There's  one  word  in  there  which  explains   my  aversion  to  it. I  have  a  lifelong  detestation  of   cricket  and  its  attendant  culture  which  comes  from  my  dad  hogging  the  television  set , which  otherwise  he  affected  to  disdain,  and  radio  during  the  summer  holidays. Cricket  came  with  dry  old  bores  talking  about  nothing  in  particular  and  impenetrable  jargon. Worst  of  all  matches  went  on  forever  and  at  the  end  of  them  the  weather might  have   decided   the  outcome.

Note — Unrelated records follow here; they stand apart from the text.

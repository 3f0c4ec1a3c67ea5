use super::manager::{CacheKey, CacheManager};
use crate::hash::HashResult;
use lru::LruCache;
use std::num::NonZeroUsize;
use std::sync::{Mutex, MutexGuard, PoisonError};

/// Bounded cache evicting the least recently used entry
///
/// Both `get` hits and `set` mark an entry as most recently used. The
/// map and its recency order live behind one mutex. A capacity of zero
/// retains nothing.
#[derive(Debug)]
pub struct LruHashCache {
    entries: Option<Mutex<LruCache<CacheKey, HashResult>>>,
    max_size: usize,
}

impl LruHashCache {
    /// Create a cache holding at most `max_size` entries
    pub fn new(max_size: usize) -> Self {
        Self {
            entries: NonZeroUsize::new(max_size).map(|cap| Mutex::new(LruCache::new(cap))),
            max_size,
        }
    }

    /// Configured capacity
    pub fn max_size(&self) -> usize {
        self.max_size
    }

    /// Whether `key` is stored, without touching its recency
    pub fn contains(&self, key: &CacheKey) -> bool {
        self.lock().map(|c| c.contains(key)).unwrap_or(false)
    }

    fn lock(&self) -> Option<MutexGuard<'_, LruCache<CacheKey, HashResult>>> {
        self.entries
            .as_ref()
            .map(|m| m.lock().unwrap_or_else(PoisonError::into_inner))
    }
}

impl CacheManager for LruHashCache {
    fn get(&self, key: &CacheKey) -> Option<HashResult> {
        self.lock()?.get(key).cloned()
    }

    fn set(&self, key: CacheKey, result: HashResult) {
        let Some(mut entries) = self.lock() else {
            return;
        };
        if let Some((evicted, _)) = entries.push(key.clone(), result) {
            if evicted != key {
                tracing::debug!(
                    "Evicted {} ({}) from LRU cache",
                    evicted.path.display(),
                    evicted.algorithm
                );
            }
        }
    }

    fn len(&self) -> usize {
        self.lock().map(|c| c.len()).unwrap_or(0)
    }

    fn clear(&self) {
        if let Some(mut entries) = self.lock() {
            entries.clear();
        }
    }

    fn name(&self) -> &'static str {
        "lru"
    }
}
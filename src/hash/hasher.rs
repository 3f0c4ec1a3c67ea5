//! Incremental hash states
//!
//! [`Hasher`] wraps one algorithm's running state behind a single type;
//! [`MultiHasher`] feeds the same bytes to several of them in lockstep.

use crate::config::HashAlgorithm;
use sha2::digest::DynDigest;
use std::collections::BTreeMap;

/// Lowercase hex digests keyed by algorithm
pub type Digests = BTreeMap<HashAlgorithm, String>;

/// Unified hasher that supports all algorithms
pub enum Hasher {
    /// Any RustCrypto fixed-output digest
    Digest(HashAlgorithm, Box<dyn DynDigest + Send>),
    /// BLAKE3
    Blake3(Box<blake3::Hasher>),
    /// XXHash3 128-bit
    XXHash3(Box<xxhash_rust::xxh3::Xxh3>),
    /// XXHash64
    XXHash64(xxhash_rust::xxh64::Xxh64),
}

impl Hasher {
    /// Create a new hasher for the given algorithm
    pub fn new(algorithm: HashAlgorithm) -> Self {
        let digest: Box<dyn DynDigest + Send> = match algorithm {
            HashAlgorithm::Blake3 => return Self::Blake3(Box::new(blake3::Hasher::new())),
            HashAlgorithm::XXHash3 => {
                return Self::XXHash3(Box::new(xxhash_rust::xxh3::Xxh3::new()))
            }
            HashAlgorithm::XXHash64 => {
                return Self::XXHash64(xxhash_rust::xxh64::Xxh64::new(0))
            }
            HashAlgorithm::Md5 => Box::<md5::Md5>::default(),
            HashAlgorithm::Sha1 => Box::<sha1::Sha1>::default(),
            HashAlgorithm::Sha224 => Box::<sha2::Sha224>::default(),
            HashAlgorithm::Sha256 => Box::<sha2::Sha256>::default(),
            HashAlgorithm::Sha384 => Box::<sha2::Sha384>::default(),
            HashAlgorithm::Sha512 => Box::<sha2::Sha512>::default(),
            HashAlgorithm::Sha3_224 => Box::<sha3::Sha3_224>::default(),
            HashAlgorithm::Sha3_256 => Box::<sha3::Sha3_256>::default(),
            HashAlgorithm::Sha3_384 => Box::<sha3::Sha3_384>::default(),
            HashAlgorithm::Sha3_512 => Box::<sha3::Sha3_512>::default(),
            HashAlgorithm::Blake2b => Box::<blake2::Blake2b512>::default(),
            HashAlgorithm::Blake2s => Box::<blake2::Blake2s256>::default(),
        };
        Self::Digest(algorithm, digest)
    }

    /// Get the algorithm this hasher uses
    pub fn algorithm(&self) -> HashAlgorithm {
        match self {
            Self::Digest(algorithm, _) => *algorithm,
            Self::Blake3(_) => HashAlgorithm::Blake3,
            Self::XXHash3(_) => HashAlgorithm::XXHash3,
            Self::XXHash64(_) => HashAlgorithm::XXHash64,
        }
    }

    /// Update the hasher with more data
    pub fn update(&mut self, data: &[u8]) {
        match self {
            Self::Digest(_, h) => h.update(data),
            Self::Blake3(h) => {
                h.update(data);
            }
            Self::XXHash3(h) => h.update(data),
            Self::XXHash64(h) => h.update(data),
        }
    }

    /// Finalize and get the hash as hex string
    pub fn finalize(self) -> String {
        match self {
            Self::Digest(_, h) => hex::encode(h.finalize()),
            Self::Blake3(h) => h.finalize().to_hex().to_string(),
            Self::XXHash3(h) => format!("{:032x}", h.digest128()),
            Self::XXHash64(h) => format!("{:016x}", h.digest()),
        }
    }
}

/// Feeds every chunk to one hasher per algorithm
///
/// All digests produced by one `MultiHasher` describe exactly the same
/// byte sequence.
pub struct MultiHasher {
    hashers: Vec<Hasher>,
    bytes: u64,
}

impl MultiHasher {
    /// One state per distinct algorithm, in first-seen order
    pub fn new(algorithms: &[HashAlgorithm]) -> Self {
        let mut seen = Vec::with_capacity(algorithms.len());
        for &algorithm in algorithms {
            if !seen.contains(&algorithm) {
                seen.push(algorithm);
            }
        }
        Self {
            hashers: seen.into_iter().map(Hasher::new).collect(),
            bytes: 0,
        }
    }

    /// Feed a chunk to every state
    pub fn update(&mut self, data: &[u8]) {
        for hasher in &mut self.hashers {
            hasher.update(data);
        }
        self.bytes += data.len() as u64;
    }

    /// Bytes fed so far
    pub fn bytes_processed(&self) -> u64 {
        self.bytes
    }

    /// Whether no algorithm was requested
    pub fn is_empty(&self) -> bool {
        self.hashers.is_empty()
    }

    /// Finalize every state
    pub fn finalize(self) -> Digests {
        self.hashers
            .into_iter()
            .map(|h| (h.algorithm(), h.finalize()))
            .collect()
    }
}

Playing  it  was  slightly  more  interesting  but  still  involved  large  stretches  where  you  stood  around  not  doing  very  much.

I've  no  doubt  Tinniswood's  scripts  were  sharp  and  witty  if  you  were  in  the  know  but  once  cricket  was  involved,  the  shutters  came  down  for  me  I'm  afraid.

The  series,  if  you  can  call  it  that,  was   repeated  in  1981  and  1982 . There  were  also  two  five  part  radio  adaptations  - again  with   Bailey- broadcast  in  those  two  years. One  of  them  was  re-broadcast  to  mark  Tinniswood's  passing  in  2003.